EXERCISE ▸
Your response should consist of the entries below, written out exactly.

RECORDS SHOWN ▸
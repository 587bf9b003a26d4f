//! One-shot local socket rendezvous for passing a dma-buf between processes.
//!
//! The consumer binds a [`Listener`] on its [`Endpoint`] and waits in
//! [`Listener::accept`]. The producer binds a [`Connector`] on its own
//! endpoint and calls [`Connector::connect_until`], which keeps retrying with
//! capped exponential backoff until the consumer is listening or the
//! [`CancelToken`] fires. Exactly one message then crosses the resulting
//! [`Connection`]: the 12-byte [`BufferMetadata`](dmabuf_core::BufferMetadata)
//! as payload and the descriptor as `SCM_RIGHTS` ancillary data.
//!
//! The sockets are `SOCK_SEQPACKET`, so the payload and the descriptor are
//! delivered together or not at all.

pub mod channel;
pub mod endpoint;
pub mod error;
pub mod retry;

pub use channel::{Connection, Connector, Listener};
pub use endpoint::Endpoint;
pub use error::ChannelError;
pub use retry::{Backoff, CancelToken, RetryPolicy};
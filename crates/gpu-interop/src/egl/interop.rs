//! GL textures shared across processes as dma-bufs.
//!
//! Export goes through `EGL_MESA_image_dma_buf_export`: the texture is
//! wrapped in an EGLImage, which is asked for its fourcc, plane count and
//! plane-0 layout. Import goes the other way with
//! `EGL_EXT_image_dma_buf_import` and `glEGLImageTargetTexture2DOES`, which
//! makes a fresh GL texture alias the foreign memory.

#![allow(unused_unsafe)]

use std::ffi::{c_int, c_void};
use std::os::fd::{AsRawFd, FromRawFd, OwnedFd};
use std::rc::Rc;

use anyhow::{anyhow, Result};
use dmabuf_core::{
    BufferMetadata, DmaBufHandle, ExportError, Extent, FourCc, GpuApi, GpuError, ImportError,
    PixelQuad,
};
use gl::types::{GLenum, GLint, GLuint};
use glium::backend::Context;
use glium::texture::{Dimensions, MipmapsOption, RawImage2d, UncompressedFloatFormat};
use glium::{Frame, GlObject, Rect, Texture2d};
use khronos_egl as egl;
use once_cell::unsync::OnceCell;
use tracing::{debug, trace, warn};

use super::display::EglDisplay;
use super::gl_state::{take_gl_error, SavedGlState};
use super::glium_backend::RawEglBackend;
use super::scene::QuadScene;
use crate::{GpuContextProvider, PresentationSurface};

const EXPORT_EXTENSION: &str = "EGL_MESA_image_dma_buf_export";
const IMPORT_EXTENSION: &str = "EGL_EXT_image_dma_buf_import";

// EGL_KHR_gl_texture_2D_image / EGL_EXT_image_dma_buf_import tokens.
const EGL_GL_TEXTURE_2D: egl::Enum = 0x30B1;
const EGL_LINUX_DMA_BUF_EXT: egl::Enum = 0x3270;
const EGL_LINUX_DRM_FOURCC_EXT: egl::Attrib = 0x3271;
const EGL_DMA_BUF_PLANE0_FD_EXT: egl::Attrib = 0x3272;
const EGL_DMA_BUF_PLANE0_OFFSET_EXT: egl::Attrib = 0x3273;
const EGL_DMA_BUF_PLANE0_PITCH_EXT: egl::Attrib = 0x3274;

/// Modifiers other than these mean a tiled layout the importer cannot
/// describe with offset and pitch alone.
const DRM_FORMAT_MOD_LINEAR: u64 = 0;
const DRM_FORMAT_MOD_INVALID: u64 = 0x00ff_ffff_ffff_ffff;

// ---------------------------------------------------------------------------
// Extension function pointer types
// ---------------------------------------------------------------------------

type EglImageHandle = *mut c_void;
type EglDisplayHandle = *mut c_void;

type ExportDmaBufImageQueryMesa = unsafe extern "system" fn(
    dpy: EglDisplayHandle,
    image: EglImageHandle,
    fourcc: *mut c_int,
    num_planes: *mut c_int,
    modifiers: *mut u64,
) -> egl::Boolean;
type ExportDmaBufImageMesa = unsafe extern "system" fn(
    dpy: EglDisplayHandle,
    image: EglImageHandle,
    fds: *mut c_int,
    strides: *mut egl::Int,
    offsets: *mut egl::Int,
) -> egl::Boolean;
type EglImageTargetTexture2dOes = unsafe extern "system" fn(target: GLenum, image: EglImageHandle);

/// Loaded `EGL_MESA_image_dma_buf_export` entry points.
struct ExportFunctions {
    query: ExportDmaBufImageQueryMesa,
    export: ExportDmaBufImageMesa,
}

impl ExportFunctions {
    fn load(display: &EglDisplay) -> Option<Self> {
        if !display.has_extension(EXPORT_EXTENSION) {
            return None;
        }
        let egl = display.instance();
        unsafe {
            Some(Self {
                query: std::mem::transmute::<extern "system" fn(), ExportDmaBufImageQueryMesa>(
                    egl.get_proc_address("eglExportDMABUFImageQueryMESA")?,
                ),
                export: std::mem::transmute::<extern "system" fn(), ExportDmaBufImageMesa>(
                    egl.get_proc_address("eglExportDMABUFImageMESA")?,
                ),
            })
        }
    }
}

fn load_image_target(display: &EglDisplay) -> Option<EglImageTargetTexture2dOes> {
    let f = display
        .instance()
        .get_proc_address("glEGLImageTargetTexture2DOES")?;
    Some(unsafe { std::mem::transmute::<extern "system" fn(), EglImageTargetTexture2dOes>(f) })
}

// ---------------------------------------------------------------------------
// SharedTexture
// ---------------------------------------------------------------------------

/// A GL texture owned by an [`EglProvider`], possibly aliasing foreign
/// memory.
pub struct SharedTexture {
    texture: Texture2d,
    /// The EGLImage an imported texture is bound to.
    egl_image: Option<egl::Image>,
    display: Rc<EglDisplay>,
    extent: Extent,
}

impl SharedTexture {
    pub fn gl_texture(&self) -> GlTexture {
        GlTexture(self.texture.get_id())
    }

    pub fn extent(&self) -> Extent {
        self.extent
    }

    pub fn is_imported(&self) -> bool {
        self.egl_image.is_some()
    }
}

impl std::fmt::Debug for SharedTexture {
    fn fmt(&self, f: &mut std::fmt::Formatter<'_>) -> std::fmt::Result {
        f.debug_struct("SharedTexture")
            .field("texture", &self.texture.get_id())
            .field("extent", &self.extent)
            .field("imported", &self.is_imported())
            .finish()
    }
}

impl Drop for SharedTexture {
    fn drop(&mut self) {
        if let Some(image) = self.egl_image.take() {
            let display = &self.display;
            if let Err(e) = display.instance().destroy_image(display.raw(), image) {
                warn!("eglDestroyImage failed: {e}");
            }
        }
    }
}

/// Raw GL texture name.
#[derive(Debug, Clone, Copy, PartialEq, Eq)]
pub struct GlTexture(pub GLuint);

// ---------------------------------------------------------------------------
// EglProvider
// ---------------------------------------------------------------------------

/// [`GpuContextProvider`] on a headless EGL context.
pub struct EglProvider {
    // Field order matters: glium objects must go before the display.
    pending_frame: Option<Frame>,
    scene: OnceCell<QuadScene>,
    ctx: Rc<Context>,
    export_fns: Option<ExportFunctions>,
    image_target: Option<EglImageTargetTexture2dOes>,
    last_error: Option<GpuError>,
    display: Rc<EglDisplay>,
}
//! Subscriber setup for the binary and tests.

use tracing_subscriber::EnvFilter;

/// Log to stderr, filtered by `RUST_LOG` or `default_filter` when unset.
///
/// Safe to call more than once; later calls are ignored.
pub fn init(default_filter: &str) {
    let filter =
        EnvFilter::try_from_default_env().unwrap_or_else(|_| EnvFilter::new(default_filter));
    let _ = tracing_subscriber::fmt()
        .with_env_filter(filter)
        .with_writer(std::io::stderr)
        .try_init();
}
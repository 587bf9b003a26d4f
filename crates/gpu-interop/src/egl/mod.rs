//! EGL/GL backend: headless context, dma-buf export and import, glium
//! presentation.

mod display;
mod gl_state;
mod glium_backend;
mod interop;
mod scene;

pub use display::EglDisplay;
pub use interop::{EglProvider, GlTexture, SharedTexture};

OUTPUT FOR THIS TASK ▸
repository 587bf9b003a26d4f
//! One-shot local socket rendezvous for passing a dma-buf between processes.
//!
//! The consumer binds a [`Listener`] on its [`Endpoint`] and waits in
//! [`Listener::accept`]. The producer binds a [`Connector`] on its own
//! endpoint and calls [`Connector::connect_until`], which keeps retrying with
//! capped exponential backoff until the consumer is listening or the
//! [`CancelToken`] fires. Exactly one message then crosses the resulting
//! [`Connection`]: the 12-byte [`BufferMetadata`](dmabuf_core::BufferMetadata)
//! as payload and the descriptor as `SCM_RIGHTS` ancillary data.
//!
//! The sockets are `SOCK_SEQPACKET`, so the payload and the descriptor are
//! delivered together or not at all.

pub mod channel;
pub mod endpoint;
pub mod error;
pub mod retry;

pub use channel::{Connection, Connector, Listener};
pub use endpoint::Endpoint;
pub use error::ChannelError;
pub use retry::{Backoff, CancelToken, RetryPolicy};
filename crates/gpu-interop/src/egl/interop.rs
//! GL textures shared across processes as dma-bufs.
//!
//! Export goes through `EGL_MESA_image_dma_buf_export`: the texture is
//! wrapped in an EGLImage, which is asked for its fourcc, plane count and
//! plane-0 layout. Import goes the other way with
//! `EGL_EXT_image_dma_buf_import` and `glEGLImageTargetTexture2DOES`, which
//! makes a fresh GL texture alias the foreign memory.

#![allow(unused_unsafe)]

use std::ffi::{c_int, c_void};
use std::os::fd::{AsRawFd, FromRawFd, OwnedFd};
use std::rc::Rc;

use anyhow::{anyhow, Result};
use dmabuf_core::{
    BufferMetadata, DmaBufHandle, ExportError, Extent, FourCc, GpuApi, GpuError, ImportError,
    PixelQuad,
};
use gl::types::{GLenum, GLint, GLuint};
use glium::backend::Context;
use glium::texture::{Dimensions, MipmapsOption, RawImage2d, UncompressedFloatFormat};
use glium::{Frame, GlObject, Rect, Texture2d};
use khronos_egl as egl;
use once_cell::unsync::OnceCell;
use tracing::{debug, trace, warn};

use super::display::EglDisplay;
use super::gl_state::{take_gl_error, SavedGlState};
use super::glium_backend::RawEglBackend;
use super::scene::QuadScene;
use crate::{GpuContextProvider, PresentationSurface};

const EXPORT_EXTENSION: &str = "EGL_MESA_image_dma_buf_export";
const IMPORT_EXTENSION: &str = "EGL_EXT_image_dma_buf_import";

// EGL_KHR_gl_texture_2D_image / EGL_EXT_image_dma_buf_import tokens.
const EGL_GL_TEXTURE_2D: egl::Enum = 0x30B1;
const EGL_LINUX_DMA_BUF_EXT: egl::Enum = 0x3270;
const EGL_LINUX_DRM_FOURCC_EXT: egl::Attrib = 0x3271;
const EGL_DMA_BUF_PLANE0_FD_EXT: egl::Attrib = 0x3272;
const EGL_DMA_BUF_PLANE0_OFFSET_EXT: egl::Attrib = 0x3273;
const EGL_DMA_BUF_PLANE0_PITCH_EXT: egl::Attrib = 0x3274;

/// Modifiers other than these mean a tiled layout the importer cannot
/// describe with offset and pitch alone.
const DRM_FORMAT_MOD_LINEAR: u64 = 0;
const DRM_FORMAT_MOD_INVALID: u64 = 0x00ff_ffff_ffff_ffff;

// ---------------------------------------------------------------------------
// Extension function pointer types
// ---------------------------------------------------------------------------

type EglImageHandle = *mut c_void;
type EglDisplayHandle = *mut c_void;

type ExportDmaBufImageQueryMesa = unsafe extern "system" fn(
    dpy: EglDisplayHandle,
    image: EglImageHandle,
    fourcc: *mut c_int,
    num_planes: *mut c_int,
    modifiers: *mut u64,
) -> egl::Boolean;
type ExportDmaBufImageMesa = unsafe extern "system" fn(
    dpy: EglDisplayHandle,
    image: EglImageHandle,
    fds: *mut c_int,
    strides: *mut egl::Int,
    offsets: *mut egl::Int,
) -> egl::Boolean;
type EglImageTargetTexture2dOes = unsafe extern "system" fn(target: GLenum, image: EglImageHandle);

/// Loaded `EGL_MESA_image_dma_buf_export` entry points.
struct ExportFunctions {
    query: ExportDmaBufImageQueryMesa,
    export: ExportDmaBufImageMesa,
}

impl ExportFunctions {
    fn load(display: &EglDisplay) -> Option<Self> {
        if !display.has_extension(EXPORT_EXTENSION) {
            return None;
        }
        let egl = display.instance();
        unsafe {
            Some(Self {
                query: std::mem::transmute::<extern "system" fn(), ExportDmaBufImageQueryMesa>(
                    egl.get_proc_address("eglExportDMABUFImageQueryMESA")?,
                ),
                export: std::mem::transmute::<extern "system" fn(), ExportDmaBufImageMesa>(
                    egl.get_proc_address("eglExportDMABUFImageMESA")?,
                ),
            })
        }
    }
}

fn load_image_target(display: &EglDisplay) -> Option<EglImageTargetTexture2dOes> {
    let f = display
        .instance()
        .get_proc_address("glEGLImageTargetTexture2DOES")?;
    Some(unsafe { std::mem::transmute::<extern "system" fn(), EglImageTargetTexture2dOes>(f) })
}

// ---------------------------------------------------------------------------
// SharedTexture
// ---------------------------------------------------------------------------

/// A GL texture owned by an [`EglProvider`], possibly aliasing foreign
/// memory.
pub struct SharedTexture {
    texture: Texture2d,
    /// The EGLImage an imported texture is bound to.
    egl_image: Option<egl::Image>,
    display: Rc<EglDisplay>,
    extent: Extent,
}

impl SharedTexture {
    pub fn gl_texture(&self) -> GlTexture {
        GlTexture(self.texture.get_id())
    }

    pub fn extent(&self) -> Extent {
        self.extent
    }

    pub fn is_imported(&self) -> bool {
        self.egl_image.is_some()
    }
}

impl std::fmt::Debug for SharedTexture {
    fn fmt(&self, f: &mut std::fmt::Formatter<'_>) -> std::fmt::Result {
        f.debug_struct("SharedTexture")
            .field("texture", &self.texture.get_id())
            .field("extent", &self.extent)
            .field("imported", &self.is_imported())
            .finish()
    }
}

impl Drop for SharedTexture {
    fn drop(&mut self) {
        if let Some(image) = self.egl_image.take() {
            let display = &self.display;
            if let Err(e) = display.instance().destroy_image(display.raw(), image) {
                warn!("eglDestroyImage failed: {e}");
            }
        }
    }
}

/// Raw GL texture name.
#[derive(Debug, Clone, Copy, PartialEq, Eq)]
pub struct GlTexture(pub GLuint);

// ---------------------------------------------------------------------------
// EglProvider
// ---------------------------------------------------------------------------

/// [`GpuContextProvider`] on a headless EGL context.
pub struct EglProvider {
    // Field order matters: glium objects must go before the display.
    pending_frame: Option<Frame>,
    scene: OnceCell<QuadScene>,
    ctx: Rc<Context>,
    export_fns: Option<ExportFunctions>,
    image_target: Option<EglImageTargetTexture2dOes>,
    last_error: Option<GpuError>,
    display: Rc<EglDisplay>,
}
//! Subscriber setup for the binary and tests.

use tracing_subscriber::EnvFilter;

/// Log to stderr, filtered by `RUST_LOG` or `default_filter` when unset.
///
/// Safe to call more than once; later calls are ignored.
pub fn init(default_filter: &str) {
    let filter =
        EnvFilter::try_from_default_env().unwrap_or_else(|_| EnvFilter::new(default_filter));
    let _ = tracing_subscriber::fmt()
        .with_env_filter(filter)
        .with_writer(std::io::stderr)
        .try_init();
}
repository 587bf9b003a26d4f
filename crates/gpu-interop/src/egl/mod.rs
//! EGL/GL backend: headless context, dma-buf export and import, glium
//! presentation.

mod display;
mod gl_state;
mod glium_backend;
mod interop;
mod scene;

pub use display::EglDisplay;
pub use interop::{EglProvider, GlTexture, SharedTexture};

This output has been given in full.